Average annual real GDP growth
Eisenhower (1953-60) - 2.87
Kennedy-Johnson (1961-68) - 4.73
Nixon-Ford (1969-76) - 2.72
Carter (1977-80) - 3.20
Reagan-Bush (1981-1992) - 2.93
Clinton (1993-2000) - 3.64
Bush (2001-2006) - 2.51

Republican (34 yrs) - 2.79
Democratic (20 yrs) - 3.99

That's a (economically) significant difference. Ok, so maybe the performance of the economy really has more to do with decisions taken the previous year, so, for example, 2001 should be attributed to Clinton, rather than Bush. Shifting everything by 1 year raises the Republican average to 2.84 and lowers the Democratic average to 3.83, still leaving a Democratic advantage of 0.99.

Saturday, July 21, 2007

Tycoons!

In a fascinating NY Times feature, Louis Uchitelle examines the "New Gilded Age." He writes:
These days, Mr. [Sanford I.] Weill and many of the nation’s very wealthy chief executives, entrepreneurs and financiers echo an earlier era — the Gilded Age before World War I — when powerful enterprises, dominated by men who grew immensely rich, ushered in the industrialization of the United States. The new titans often see themselves as pillars of a similarly prosperous and expansive age, one in which their successes and their philanthropy have made government less important than it once was.
Some of the new tycoons naturally try to justify their position at the top of an increasingly unequal distribution of income and wealth:
Other very wealthy men in the new Gilded Age talk of themselves as having a flair for business not unlike Derek Jeter’s “unique talent” for baseball, as Leo J. Hindery Jr. put it. “I think there are people, including myself at certain times in my career,” Mr. Hindery said, “who because of their uniqueness warrant whatever the market will bear.”
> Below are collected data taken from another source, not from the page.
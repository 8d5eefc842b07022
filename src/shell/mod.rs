//! Application shell state: projects, tasks, the current selection and the
//! sessions started during this run.
//!
//! The workspace is UI-agnostic. The dashboard and the CLI commands both
//! drive it, and the timer only ever sees [`Workspace::current_task`].

use chrono::Utc;
use tracing::{debug, info};

use crate::api::{
    NewProject, NewTask, Priority, Project, Task, WorkSession, INBOX_PROJECT_ID,
};
use crate::core::WorkspaceApi;
use crate::error::BlitzError;

/// Selected project and task, held by identifier.
#[derive(Debug, Clone, Default, PartialEq, Eq)]
pub struct Selection {
    pub project_id: Option<String>,
    pub task_id: Option<String>,
}

/// One entry of the session history.
#[derive(Debug, Clone, PartialEq, Eq)]
pub struct SessionRecord {
    pub session: WorkSession,
    pub task_title: Option<String>,
}

#[derive(Debug, Default)]
pub struct Workspace {
    projects: Vec<Project>,
    tasks: Vec<Task>,
    selection: Selection,
    history: Vec<SessionRecord>,
}

impl Workspace {
    #[must_use]
    pub fn new() -> Self {
        Self::default()
    }

    /// Fetch projects, then tasks.
    ///
    /// Selections that no longer resolve are dropped.
    ///
    /// # Errors
    ///
    /// Returns an error if either request fails. Nothing is replaced then.
    pub async fn load(&mut self, api: &dyn WorkspaceApi) -> Result<(), BlitzError> {
        let projects = api.list_projects().await?;
        let tasks = api.list_tasks().await?;
        debug!(projects = projects.len(), tasks = tasks.len(), "workspace loaded");

        self.projects = projects;
        self.tasks = tasks;

        if let Some(id) = &self.selection.project_id {
            if !self.projects.iter().any(|p| &p.id == id) {
                self.selection.project_id = None;
            }
        }
        if let Some(id) = self.selection.task_id.clone() {
            if !self.visible_tasks().iter().any(|t| t.id == id) {
                self.selection.task_id = None;
            }
        }
        Ok(())
    }

    #[must_use]
    pub fn projects(&self) -> &[Project] {
        &self.projects
    }

    #[must_use]
    pub fn tasks(&self) -> &[Task] {
        &self.tasks
    }

    #[must_use]
    pub const fn selection(&self) -> &Selection {
        &self.selection
    }

    #[must_use]
    pub fn history(&self) -> &[SessionRecord] {
        &self.history
    }

    /// Tasks of the selected project, or every task when none is selected.
    #[must_use]
    pub fn visible_tasks(&self) -> Vec<&Task> {
        match &self.selection.project_id {
            Some(id) => self.tasks.iter().filter(|t| t.in_project(id)).collect(),
            None => self.tasks.iter().collect(),
        }
    }

    #[must_use]
    pub fn current_project(&self) -> Option<&Project> {
        let id = self.selection.project_id.as_deref()?;
        self.projects.iter().find(|p| p.id == id)
    }

    /// The task the timer focuses on.
    #[must_use]
    pub fn current_task(&self) -> Option<&Task> {
        let id = self.selection.task_id.as_deref()?;
        self.tasks.iter().find(|t| t.id == id)
    }

    #[must_use]
    pub fn task(&self, id: &str) -> Option<&Task> {
        self.tasks.iter().find(|t| t.id == id)
    }

    /// Select a project, or clear the filter with `None`.
    ///
    /// A selected task outside the new project is deselected.
    ///
    /// # Errors
    ///
    /// Returns `NotFound` for an unknown project.
    pub fn select_project(&mut self, project_id: Option<&str>) -> Result<(), BlitzError> {
        if let Some(id) = project_id {
            if !self.projects.iter().any(|p| p.id == id) {
                return Err(BlitzError::NotFound(format!("Project '{id}'")));
            }
        }
        self.selection.project_id = project_id.map(str::to_string);

        let outside = match (project_id, self.current_task()) {
            (Some(project), Some(task)) => !task.in_project(project),
            _ => false,
        };
        if outside {
            self.selection.task_id = None;
        }
        Ok(())
    }

    /// Select one of the visible tasks.
    ///
    /// # Errors
    ///
    /// Returns `NotFound` if the task is unknown or filtered out.
    pub fn select_task(&mut self, task_id: &str) -> Result<(), BlitzError> {
        if !self.visible_tasks().iter().any(|t| t.id == task_id) {
            return Err(BlitzError::NotFound(format!("Task '{task_id}'")));
        }
        self.selection.task_id = Some(task_id.to_string());
        Ok(())
    }

    pub fn clear_task(&mut self) {
        self.selection.task_id = None;
    }

    /// Create a project and append it to the list.
    ///
    /// # Errors
    ///
    /// Returns `Validation` for a blank name, or the API error.
    pub async fn add_project(
        &mut self,
        api: &dyn WorkspaceApi,
        name: &str,
    ) -> Result<Project, BlitzError> {
        let name = name.trim();
        if name.is_empty() {
            return Err(BlitzError::Validation("project name is empty".to_string()));
        }

        let project = api
            .create_project(&NewProject {
                name: name.to_string(),
            })
            .await?;
        info!(project_id = %project.id, "project created");
        self.projects.push(project.clone());
        Ok(project)
    }

    /// Create a task in the selected project, or in the inbox.
    ///
    /// # Errors
    ///
    /// Returns `Validation` for a blank title, or the API error.
    pub async fn add_task(
        &mut self,
        api: &dyn WorkspaceApi,
        title: &str,
        priority: Priority,
    ) -> Result<Task, BlitzError> {
        let title = title.trim();
        if title.is_empty() {
            return Err(BlitzError::Validation("task title is empty".to_string()));
        }

        let project_id = self
            .selection
            .project_id
            .clone()
            .unwrap_or_else(|| INBOX_PROJECT_ID.to_string());

        let task = api
            .create_task(&NewTask {
                title: title.to_string(),
                project_id,
                priority,
            })
            .await?;
        info!(task_id = %task.id, "task created");
        self.tasks.push(task.clone());
        Ok(task)
    }

    /// Record a session the timer just opened.
    pub fn on_session_started(&mut self, session: WorkSession) {
        let task_title = session
            .task_id
            .as_deref()
            .and_then(|id| self.task(id))
            .map(|t| t.title.clone());
        self.history.push(SessionRecord {
            session,
            task_title,
        });
    }

    /// Mark a session closed. Returns whether it was in the history.
    pub fn on_session_stopped(&mut self, session_id: &str) -> bool {
        match self
            .history
            .iter_mut()
            .find(|r| r.session.id == session_id)
        {
            Some(record) => {
                if record.session.stopped_at.is_none() {
                    record.session.stopped_at = Some(Utc::now());
                }
                true
            }
            None => false,
        }
    }
}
He counts himself as a talented entrepreneur, having assembled from scratch a cable television sports network, the YES Network. “Jeter makes an unbelievable amount of money,” said Mr. Hindery, who now manages a private equity fund, “but you look at him and you say, ‘Wow, I cannot find another ballplayer with that same set of skills.’ ”

Derek Jeter, of course, is vastly over-rated. As are, perhaps, the new super-rich:

“I don’t see a relationship between the extremes of income now and the performance of the economy,” Paul A. Volcker, a former Federal Reserve Board chairman, said in an interview, challenging the contentions of the very rich that they are, more than others, the driving force of a robust economy.
Of course:
The new tycoons oppose raising taxes on their fortunes.
Fairness is in the eye of the beholder, but the US economy actually grew faster when top marginal tax rates were higher. Here is the annual average growth in real GDP and the average annual top marginal tax rates for the US, by decade:

1951-60 - 3.42 - 91.2%
1961-70 - 4.11 - 78.4%
1971-80 - 3.14 - 70.0%
1981-90 - 3.21 - 44.5%
1991-2000 - 3.22 - 37.9%
2001-2006 - 2.51 - 36.2%

Accompanying the article is a nifty interactive graphic with the top 30 all-time richest Americans. Bill Gates is the one in the pink polo shirt (he really should consider a top hat). [Tax data are from the Urban-Brookings Tax Policy Center]

Welcome to Twenty-Cent Paradigms

Welcome to my new "blog." I'll be posting various links and tidbits, mostly economics-related, gathered from the internet, with some commentary of my own. I hope it will be at least moderately entertaining and useful.

Don't I have anything better to do? I know that I'm cavalierly disobeying Mankiw's advice for new junior faculty (see the second to last point), but if you've ever been to Oxford, Ohio, you know the answer to the question.

Anyway, I hope you enjoy (and do comment, politely)!